Les traductions érudites

4Les traductions du XVIe siècle accordent à la politique une puissance et une possibilité de mobilité qu’elle n’avait pas avant la Renaissance. Soulignons que les premiers usages du substantif politique en français remontent à l’époque médiévale, principalement dans le programme aristotélicien de l’université de Paris où la politique, comme l’œconomie et l’éthique, fait partie de la philosophie morale [10]. Toutefois, le XVIe siècle élève la politique au-dessus des autres disciplines.

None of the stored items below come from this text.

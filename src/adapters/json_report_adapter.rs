//! Machine-readable results file.

use std::fs::{self, File};
use std::io::BufWriter;
use std::path::{Path, PathBuf};

use serde::Serialize;

use crate::domain::aggregate::{ArenaSummary, GroupStats};
use crate::domain::error::ArenaError;
use crate::domain::market::TokenContext;
use crate::domain::simulator::SimulationResult;
use crate::ports::report_port::{ArenaReport, ReportPort, RunMeta};

pub const RESULTS_FILE: &str = "results.json";
pub const DEFAULT_TOP: usize = 50;
pub const DEFAULT_BOTTOM: usize = 20;

#[derive(Serialize)]
#[serde(rename_all = "camelCase")]
struct ResultsDocument<'a> {
    meta: &'a RunMeta,
    market: &'a [TokenContext],
    summary: &'a ArenaSummary,
    strategy_rankings: &'a [GroupStats],
    category_rankings: &'a [GroupStats],
    risk_rankings: &'a [GroupStats],
    aggression_rankings: &'a [GroupStats],
    top: &'a [SimulationResult],
    bottom: &'a [SimulationResult],
}

pub struct JsonReportAdapter {
    top: usize,
    bottom: usize,
}

impl Default for JsonReportAdapter {
    fn default() -> Self {
        Self::new(DEFAULT_TOP, DEFAULT_BOTTOM)
    }
}

impl JsonReportAdapter {
    pub fn new(top: usize, bottom: usize) -> Self {
        Self { top, bottom }
    }

    fn document<'a>(&self, report: &ArenaReport<'a>) -> ResultsDocument<'a> {
        let results = report.results;
        let top = self.top.min(results.len());
        let bottom = self.bottom.min(results.len());
        let agg = report.aggregate;
        ResultsDocument {
            meta: report.meta,
            market: report.market,
            summary: &agg.summary,
            strategy_rankings: &agg.by_strategy,
            category_rankings: &agg.by_category,
            risk_rankings: &agg.by_risk_tier,
            aggression_rankings: &agg.by_aggression,
            top: &results[..top],
            bottom: &results[results.len() - bottom..],
        }
    }

    pub fn to_value(&self, report: &ArenaReport<'_>) -> Result<serde_json::Value, ArenaError> {
        serde_json::to_value(self.document(report)).map_err(|e| ArenaError::Report {
            reason: e.to_string(),
        })
    }
}

impl ReportPort for JsonReportAdapter {
    fn write(&self, report: &ArenaReport<'_>, output_dir: &Path) -> Result<PathBuf, ArenaError> {
        fs::create_dir_all(output_dir).map_err(|e| ArenaError::Report {
            reason: format!("failed to create {}: {e}", output_dir.display()),
        })?;
        let path = output_dir.join(RESULTS_FILE);
        let file = File::create(&path).map_err(|e| ArenaError::Report {
            reason: format!("failed to create {}: {e}", path.display()),
        })?;
        serde_json::to_writer_pretty(BufWriter::new(file), &self.document(report)).map_err(
            |e| ArenaError::Report {
                reason: format!("failed to write {}: {e}", path.display()),
            },
        )?;
        Ok(path)
    }
}

#[cfg(test)]
mod tests {
    use super::*;
    use crate::adapters::test_support::SampleRun;
    use tempfile::tempdir;

    #[test]
    fn document_has_every_section() {
        let run = SampleRun::new(10);
        let value = JsonReportAdapter::default().to_value(&run.report()).unwrap();
        for key in [
            "meta",
            "market",
            "summary",
            "strategyRankings",
            "categoryRankings",
            "riskRankings",
            "aggressionRankings",
            "top",
            "bottom",
        ] {
            assert!(value.get(key).is_some(), "missing {key}");
        }
        assert_eq!(value["meta"]["totalAgents"], 10);
        assert_eq!(value["meta"]["date"], "2025-02-01");
        assert_eq!(value["summary"]["agents"], 10);
    }

    #[test]
    fn leaderboards_are_clamped() {
        let run = SampleRun::new(6);
        let value = JsonReportAdapter::new(4, 3).to_value(&run.report()).unwrap();
        assert_eq!(value["top"].as_array().unwrap().len(), 4);
        let bottom = value["bottom"].as_array().unwrap();
        assert_eq!(bottom.len(), 3);
        assert_eq!(bottom[2]["id"], run.results[5].agent.id);

        let value = JsonReportAdapter::default().to_value(&run.report()).unwrap();
        assert_eq!(value["top"].as_array().unwrap().len(), 6);
    }

    #[test]
    fn result_entries_are_flat_camel_case() {
        let run = SampleRun::new(3);
        let value = JsonReportAdapter::default().to_value(&run.report()).unwrap();
        let first = &value["top"][0];
        assert!(first.get("primaryStrategy").is_some());
        assert!(first.get("returnPct").is_some());
        assert!(first.get("maxDrawdownPct").is_some());
        assert!(first.get("agent").is_none());
    }

    #[test]
    fn write_produces_parseable_file() {
        let dir = tempdir().unwrap();
        let out = dir.path().join("reports");
        let run = SampleRun::new(4);
        let path = JsonReportAdapter::default()
            .write(&run.report(), &out)
            .unwrap();
        assert_eq!(path, out.join(RESULTS_FILE));
        let text = fs::read_to_string(&path).unwrap();
        let value: serde_json::Value = serde_json::from_str(&text).unwrap();
        assert_eq!(value["strategyRankings"].as_array().unwrap().len(), run.aggregate.by_strategy.len());
    }
}
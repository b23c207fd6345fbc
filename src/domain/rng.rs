//! Deterministic pseudo-random stream.
//!
//! A mulberry32 generator: 32 bits of state advanced by a fixed
//! multiply-xor-shift transform. The sequence is a pure function of the seed
//! and the number of draws taken, so two streams built from the same seed are
//! bit-identical. Every agent owns one stream; trait generation and the
//! market-neutral yield model draw from it in a fixed order.

use rand::RngCore;

const INCREMENT: u32 = 0x6D2B_79F5;
const TWO_POW_32: f64 = 4_294_967_296.0;

#[derive(Debug, Clone, PartialEq, Eq)]
pub struct DeterministicStream {
    state: u32,
    draws: u64,
}

impl DeterministicStream {
    pub fn new(seed: u32) -> Self {
        Self {
            state: seed,
            draws: 0,
        }
    }

    /// Next raw 32-bit output.
    pub fn next_raw(&mut self) -> u32 {
        self.state = self.state.wrapping_add(INCREMENT);
        self.draws += 1;
        let s = self.state;
        let mut t = (s ^ (s >> 15)).wrapping_mul(s | 1);
        t = t.wrapping_add((t ^ (t >> 7)).wrapping_mul(t | 61)) ^ t;
        t ^ (t >> 14)
    }

    /// Next draw in [0, 1).
    pub fn next_f64(&mut self) -> f64 {
        self.next_raw() as f64 / TWO_POW_32
    }

    /// `floor(draw * len)`, the index form every trait draw uses.
    pub fn next_index(&mut self, len: usize) -> usize {
        (self.next_f64() * len as f64).floor() as usize
    }

    /// Number of draws consumed since construction.
    pub fn draws(&self) -> u64 {
        self.draws
    }
}

impl RngCore for DeterministicStream {
    fn next_u32(&mut self) -> u32 {
        self.next_raw()
    }

    fn next_u64(&mut self) -> u64 {
        let hi = self.next_raw() as u64;
        let lo = self.next_raw() as u64;
        (hi << 32) | lo
    }

    fn fill_bytes(&mut self, dest: &mut [u8]) {
        for chunk in dest.chunks_mut(4) {
            let bytes = self.next_raw().to_le_bytes();
            chunk.copy_from_slice(&bytes[..chunk.len()]);
        }
    }

    fn try_fill_bytes(&mut self, dest: &mut [u8]) -> Result<(), rand::Error> {
        self.fill_bytes(dest);
        Ok(())
    }
}
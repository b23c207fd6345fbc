//! Technical indicators.
//!
//! Every indicator is a pure function over a token's candle history and
//! returns a series index-aligned with the candles. Entries inside the warmup
//! window are `None`; a computed value of zero is a real zero.

pub mod atr;
pub mod bollinger;
pub mod ema;
pub mod rsi;
pub mod set;
pub mod sma;
pub mod volatility;

use std::fmt;

pub use bollinger::BollingerBands;
pub use set::IndicatorSet;

#[derive(Debug, Clone, Copy, PartialEq, Eq, Hash)]
pub enum IndicatorType {
    Sma(usize),
    Ema(usize),
    Rsi(usize),
    Atr(usize),
    Volatility(usize),
    Bollinger {
        period: usize,
        stddev_mult_x100: u32,
    },
}

/// Index-aligned indicator output; `None` marks an unavailable entry.
#[derive(Debug, Clone, PartialEq)]
pub struct IndicatorSeries<T = f64> {
    pub indicator_type: IndicatorType,
    pub values: Vec<Option<T>>,
}

impl<T: Copy> IndicatorSeries<T> {
    /// Value at `index`, `None` during warmup or past the end of the series.
    pub fn at(&self, index: usize) -> Option<T> {
        self.values.get(index).copied().flatten()
    }

    pub fn len(&self) -> usize {
        self.values.len()
    }

    pub fn is_empty(&self) -> bool {
        self.values.is_empty()
    }

    /// Index of the first available entry.
    pub fn first_valid(&self) -> Option<usize> {
        self.values.iter().position(Option::is_some)
    }
}

impl fmt::Display for IndicatorType {
    fn fmt(&self, f: &mut fmt::Formatter<'_>) -> fmt::Result {
        match self {
            IndicatorType::Sma(period) => write!(f, "SMA({})", period),
            IndicatorType::Ema(period) => write!(f, "EMA({})", period),
            IndicatorType::Rsi(period) => write!(f, "RSI({})", period),
            IndicatorType::Atr(period) => write!(f, "ATR({})", period),
            IndicatorType::Volatility(period) => write!(f, "VOL({})", period),
            IndicatorType::Bollinger {
                period,
                stddev_mult_x100,
            } => {
                let mult = *stddev_mult_x100 as f64 / 100.0;
                write!(f, "BOLLINGER({},{})", period, mult)
            }
        }
    }
}
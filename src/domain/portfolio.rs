//! Agent portfolio state and drawdown tracking.

use super::position::Position;

/// Mutable state of one agent's simulation.
///
/// Positions are held in the agent's token preference order; valuation sums
/// them in that order.
#[derive(Debug, Clone, PartialEq)]
pub struct PortfolioState {
    pub cash: f64,
    pub initial_capital: f64,
    pub positions: Vec<Position>,
    pub peak_value: f64,
    pub max_drawdown: f64,
    pub trade_count: u32,
    pub win_count: u32,
    pub loss_count: u32,
}

impl PortfolioState {
    pub fn new<'a>(initial_capital: f64, tokens: impl IntoIterator<Item = &'a str>) -> Self {
        PortfolioState {
            cash: initial_capital,
            initial_capital,
            positions: tokens.into_iter().map(Position::new).collect(),
            peak_value: initial_capital,
            max_drawdown: 0.0,
            trade_count: 0,
            win_count: 0,
            loss_count: 0,
        }
    }

    pub fn position(&self, token: &str) -> Option<&Position> {
        self.positions.iter().find(|p| p.token == token)
    }

    /// Cash plus every position marked at `prices`, which are aligned with
    /// `positions`.
    pub fn total_value(&self, prices: &[f64]) -> f64 {
        let held: f64 = self
            .positions
            .iter()
            .zip(prices)
            .map(|(pos, &price)| pos.market_value(price))
            .sum();
        self.cash + held
    }

    /// Update the running peak and maximum drawdown with today's value.
    pub fn record_valuation(&mut self, value: f64) {
        self.peak_value = self.peak_value.max(value);
        if self.peak_value > 0.0 {
            let drawdown = (self.peak_value - value) / self.peak_value;
            self.max_drawdown = self.max_drawdown.max(drawdown);
        }
    }

    /// Count an opening trade.
    pub fn record_entry(&mut self) {
        self.trade_count += 1;
    }

    /// Count a closing trade and its outcome.
    pub fn record_exit(&mut self, win: bool) {
        self.trade_count += 1;
        if win {
            self.win_count += 1;
        } else {
            self.loss_count += 1;
        }
    }

    /// Compound cash by a daily yield fraction, floored at zero. A zero yield
    /// is not a trade.
    pub fn apply_yield(&mut self, daily_return: f64) {
        if daily_return == 0.0 {
            return;
        }
        self.cash = (self.cash + self.cash * daily_return).max(0.0);
        self.record_exit(daily_return > 0.0);
    }

    /// Ratio of current value to the running peak.
    pub fn drawdown_ratio(&self, value: f64) -> f64 {
        value / self.peak_value
    }
}

#[cfg(test)]
mod tests {
    use super::*;

    fn portfolio() -> PortfolioState {
        PortfolioState::new(1000.0, ["SOL", "BONK"])
    }

    #[test]
    fn new_portfolio() {
        let p = portfolio();
        assert!((p.cash - 1000.0).abs() < f64::EPSILON);
        assert!((p.peak_value - 1000.0).abs() < f64::EPSILON);
        assert_eq!(p.positions.len(), 2);
        assert!(p.position("BONK").is_some());
        assert!(p.position("WIF").is_none());
    }

    #[test]
    fn total_value_marks_positions() {
        let mut p = portfolio();
        p.cash = 500.0;
        p.positions[0].add(2.0, 100.0, 100.0);
        p.positions[1].add(1000.0, 0.1, 0.1);
        assert!((p.total_value(&[150.0, 0.2]) - (500.0 + 300.0 + 200.0)).abs() < 1e-9);
    }

    #[test]
    fn drawdown_tracking_is_monotonic() {
        let mut p = portfolio();
        p.record_valuation(1200.0);
        p.record_valuation(900.0);
        assert!((p.peak_value - 1200.0).abs() < f64::EPSILON);
        assert!((p.max_drawdown - 0.25).abs() < 1e-12);
        p.record_valuation(1100.0);
        assert!((p.max_drawdown - 0.25).abs() < 1e-12);
        p.record_valuation(1300.0);
        assert!((p.peak_value - 1300.0).abs() < f64::EPSILON);
        assert!((p.max_drawdown - 0.25).abs() < 1e-12);
    }

    #[test]
    fn yield_compounds_and_counts() {
        let mut p = portfolio();
        p.apply_yield(0.01);
        assert!((p.cash - 1010.0).abs() < 1e-9);
        p.apply_yield(-0.5);
        assert!((p.cash - 505.0).abs() < 1e-9);
        p.apply_yield(0.0);
        assert_eq!(p.trade_count, 2);
        assert_eq!(p.win_count, 1);
        assert_eq!(p.loss_count, 1);
    }

    #[test]
    fn yield_floors_cash_at_zero() {
        let mut p = portfolio();
        p.apply_yield(-1.5);
        assert_eq!(p.cash, 0.0);
    }

    #[test]
    fn record_entry_counts_trade_only() {
        let mut p = portfolio();
        p.record_entry();
        assert_eq!(p.trade_count, 1);
        assert_eq!(p.win_count + p.loss_count, 0);
    }
}
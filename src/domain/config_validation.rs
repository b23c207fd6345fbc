//! Configuration validation.
//!
//! Validates every config field before any data is loaded. Absent keys fall
//! back to their defaults, so only present values are range-checked.

use crate::domain::arena::DEFAULT_AGENT_COUNT;
use crate::domain::catalog::CATALOG_NAMES;
use crate::domain::error::ArenaError;
use crate::domain::execution::{
    DEFAULT_MAX_CASH_FRACTION, DEFAULT_MAX_POSITION_PCT, DEFAULT_MIN_CASH_TO_BUY,
    DEFAULT_MIN_TRADE_VALUE, DEFAULT_SLIPPAGE, DEFAULT_TRADE_FEE,
};
use crate::domain::simulator::{DEFAULT_INITIAL_CAPITAL, DEFAULT_MIN_CANDLES, DEFAULT_WARMUP};
use crate::domain::universe::parse_tokens;
use crate::ports::config_port::ConfigPort;

pub const DATA_FORMATS: &[&str] = &["json", "csv"];

pub fn validate_arena_config(config: &dyn ConfigPort) -> Result<(), ArenaError> {
    validate_agents(config)?;
    validate_initial_capital(config)?;
    validate_warmup(config)?;
    validate_threads(config)?;
    validate_catalog(config)?;
    validate_data(config)?;
    validate_report(config)?;
    Ok(())
}

pub fn validate_execution_config(config: &dyn ConfigPort) -> Result<(), ArenaError> {
    validate_costs(config)?;
    validate_fraction(config, "max_position_pct", DEFAULT_MAX_POSITION_PCT)?;
    validate_fraction(config, "max_cash_fraction", DEFAULT_MAX_CASH_FRACTION)?;
    validate_non_negative(config, "min_trade_value", DEFAULT_MIN_TRADE_VALUE)?;
    validate_non_negative(config, "min_cash_to_buy", DEFAULT_MIN_CASH_TO_BUY)?;
    Ok(())
}

fn invalid(section: &str, key: &str, reason: &str) -> ArenaError {
    ArenaError::ConfigInvalid {
        section: section.to_string(),
        key: key.to_string(),
        reason: reason.to_string(),
    }
}

fn validate_agents(config: &dyn ConfigPort) -> Result<(), ArenaError> {
    let value = config.get_int("arena", "agents", i64::from(DEFAULT_AGENT_COUNT));
    if value < 1 || value > i64::from(u32::MAX) {
        return Err(invalid("arena", "agents", "agents must be at least 1"));
    }
    Ok(())
}

fn validate_initial_capital(config: &dyn ConfigPort) -> Result<(), ArenaError> {
    let value = config.get_double("arena", "initial_capital", DEFAULT_INITIAL_CAPITAL);
    if value <= 0.0 || !value.is_finite() {
        return Err(invalid(
            "arena",
            "initial_capital",
            "initial_capital must be positive",
        ));
    }
    Ok(())
}

fn validate_warmup(config: &dyn ConfigPort) -> Result<(), ArenaError> {
    let warmup = config.get_int("arena", "warmup", DEFAULT_WARMUP as i64);
    if warmup < 0 {
        return Err(invalid("arena", "warmup", "warmup must be non-negative"));
    }
    let min_candles = config.get_int("arena", "min_candles", DEFAULT_MIN_CANDLES as i64);
    if min_candles < 1 {
        return Err(invalid(
            "arena",
            "min_candles",
            "min_candles must be at least 1",
        ));
    }
    if warmup >= min_candles {
        return Err(invalid(
            "arena",
            "warmup",
            "warmup must be less than min_candles",
        ));
    }
    Ok(())
}

fn validate_threads(config: &dyn ConfigPort) -> Result<(), ArenaError> {
    if config.get_int("arena", "threads", 0) < 0 {
        return Err(invalid("arena", "threads", "threads must be non-negative"));
    }
    Ok(())
}

fn validate_catalog(config: &dyn ConfigPort) -> Result<(), ArenaError> {
    if let Some(name) = config.get_string("arena", "catalog") {
        let name = name.trim().to_lowercase();
        if !CATALOG_NAMES.contains(&name.as_str()) {
            return Err(invalid(
                "arena",
                "catalog",
                &format!("unknown catalog, expected one of {}", CATALOG_NAMES.join(", ")),
            ));
        }
    }
    if let Some(tokens) = config.get_string("catalog", "tokens") {
        parse_tokens(&tokens).map_err(|e| invalid("catalog", "tokens", &e.to_string()))?;
    }
    Ok(())
}

fn validate_data(config: &dyn ConfigPort) -> Result<(), ArenaError> {
    if let Some(format) = config.get_string("data", "format") {
        if !DATA_FORMATS.contains(&format.trim().to_lowercase().as_str()) {
            return Err(invalid("data", "format", "format must be json or csv"));
        }
    }
    Ok(())
}

fn validate_report(config: &dyn ConfigPort) -> Result<(), ArenaError> {
    for key in ["top", "bottom"] {
        if config.get_int("report", key, 0) < 0 {
            return Err(invalid("report", key, "must be non-negative"));
        }
    }
    Ok(())
}

fn validate_costs(config: &dyn ConfigPort) -> Result<(), ArenaError> {
    let fee = config.get_double("execution", "trade_fee", DEFAULT_TRADE_FEE);
    if !(0.0..1.0).contains(&fee) {
        return Err(invalid(
            "execution",
            "trade_fee",
            "trade_fee must be in [0, 1)",
        ));
    }
    let slippage = config.get_double("execution", "slippage", DEFAULT_SLIPPAGE);
    if !(0.0..1.0).contains(&slippage) {
        return Err(invalid(
            "execution",
            "slippage",
            "slippage must be in [0, 1)",
        ));
    }
    if fee + slippage >= 1.0 {
        return Err(invalid(
            "execution",
            "slippage",
            "trade_fee + slippage must be below 1",
        ));
    }
    Ok(())
}

fn validate_fraction(config: &dyn ConfigPort, key: &str, default: f64) -> Result<(), ArenaError> {
    let value = config.get_double("execution", key, default);
    if value <= 0.0 || value > 1.0 {
        return Err(invalid(
            "execution",
            key,
            &format!("{key} must be in (0, 1]"),
        ));
    }
    Ok(())
}

fn validate_non_negative(
    config: &dyn ConfigPort,
    key: &str,
    default: f64,
) -> Result<(), ArenaError> {
    if config.get_double("execution", key, default) < 0.0 {
        return Err(invalid(
            "execution",
            key,
            &format!("{key} must be non-negative"),
        ));
    }
    Ok(())
}
//! Relative Strength Index over a simple trailing window.
//!
//! For each i >= n: average gain and average loss of the n close-to-close
//! changes ending at i, RSI = 100 - 100/(1 + gain/loss). A window with no
//! losses saturates at 100. Warmup: first n entries are unavailable.

use crate::domain::indicator::{IndicatorSeries, IndicatorType};

pub fn calculate_rsi(closes: &[f64], period: usize) -> IndicatorSeries {
    let values = (0..closes.len())
        .map(|i| {
            if period == 0 || i < period {
                return None;
            }
            let mut gains = 0.0;
            let mut losses = 0.0;
            for j in i + 1 - period..=i {
                let diff = closes[j] - closes[j - 1];
                if diff > 0.0 {
                    gains += diff;
                } else {
                    losses -= diff;
                }
            }
            let avg_gain = gains / period as f64;
            let avg_loss = losses / period as f64;
            if avg_loss == 0.0 {
                Some(100.0)
            } else {
                Some(100.0 - 100.0 / (1.0 + avg_gain / avg_loss))
            }
        })
        .collect();

    IndicatorSeries {
        indicator_type: IndicatorType::Rsi(period),
        values,
    }
}
//! Daily OHLCV candle representation.

use chrono::NaiveDate;
use serde::{Deserialize, Serialize};

/// One day of price history for a token. Sequences are ordered ascending by
/// `timestamp` and never mutated once loaded.
#[derive(Debug, Clone, PartialEq, Serialize, Deserialize)]
pub struct Candle {
    pub date: NaiveDate,
    /// Period open time in milliseconds since the Unix epoch.
    pub timestamp: i64,
    pub open: f64,
    pub high: f64,
    pub low: f64,
    pub close: f64,
    /// Quote-asset volume.
    pub volume: f64,
}

impl Candle {
    /// max(high - low, |high - prev_close|, |low - prev_close|)
    pub fn true_range(&self, prev_close: f64) -> f64 {
        let hl = self.high - self.low;
        let hc = (self.high - prev_close).abs();
        let lc = (self.low - prev_close).abs();
        hl.max(hc).max(lc)
    }

    /// Fractional change from `prev_close` to this close.
    pub fn return_since(&self, prev_close: f64) -> f64 {
        (self.close - prev_close) / prev_close
    }

    /// Open, high, low and close are all equal.
    pub fn is_degenerate(&self) -> bool {
        self.open == self.high && self.high == self.low && self.low == self.close
    }
}

/// Closing prices of a candle slice.
pub fn closes(candles: &[Candle]) -> Vec<f64> {
    candles.iter().map(|c| c.close).collect()
}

Un traducteur du Prince de Machiavel remarque par exemple :

5

[La politique est] le sommet de la philosophie laquelle est Royne de nostre vie […] Sans laquelle les autres sciences qui ne sont que demoiselles, ou ornements de nostre grande Dame seroient nulles. [11]

6C’est dans ce contexte que l’on voit paraître la première traduction des Politiques d’Aristote directement du grec en français. Le traducteur en est Loys Le Roy, disciple de Guillaume Budé puis professeur de grec au Collège Royal. Pendant les années 1560, il écrit plusieurs libelles politiques, y compris De l’origine, antiquité, progrès, excellence, et utilité de l’art Politique (1567), qui devient la préface aux Politiques d’Aristote (1568). Le Roy, au demeurant lecteur attentif de Machiavel [12], revendique dans cette préface-pamphlet l’importance primordiale de la politique. Dans les paratextes de sa traduction, il relie l’acte de traduire à la portée élargie de la politique.

7Au départ, Le Roy se présente comme une sorte de fidus interpres, ayant rendu Les Politiques d’Aristote comme ils sont « en [leur] Grec original », le sens « fidelement exposé [13] ». Il confesse néanmoins qu’il a ajouté « des expositions » : ce terme fait référence à ses commentaires abondants, souvent plus longs que le texte d’Aristote [14]. En fait, le concept de l’ajout est crucial chez Le Roy, qui va conclure son chef-d’œuvre, De la vicissitude (1575), par un chapitre qui pose la question suivante : « S’il est vray ne se dire rien qui n’ait esté dict paravant, et qu’il convient augmenter par propres inventions la doctrine des anciens [15]. » Le Roy prône cette « augmentation par propres inventions » ; il critique les « tousjours translateurs ou commentateurs cachez soubs l’ombre d’autruy », et affirme : « chasque aage à son genre peculier de parler. Chasque nation et aage sa phrase [16]. » En considérant la particularité de « nostre aage » dans ses Politiques d’Aristote, Le Roy propose finalement dans sa traduction de « rendre l’œuvre politique plus accomplie par la conférence des choses anciennes et modernes [17] ». Il réalise ainsi une version de la translatio imperii en même temps qu’une translatio studii, c’est-à-dire un transfert tout à la fois des connaissances et des pouvoirs [18]. Il déclare dans son commentaire du Premier livre qu’une série de « translations » a déplacé les centres du pouvoir depuis le temps d’Aristote [19]. Le Roy décrit une politique puissante, « mère des disciplines », qui est alors prééminente parmi les savoirs, et dont l’assise théorique pourrait se trouver dans la France de son époque [20].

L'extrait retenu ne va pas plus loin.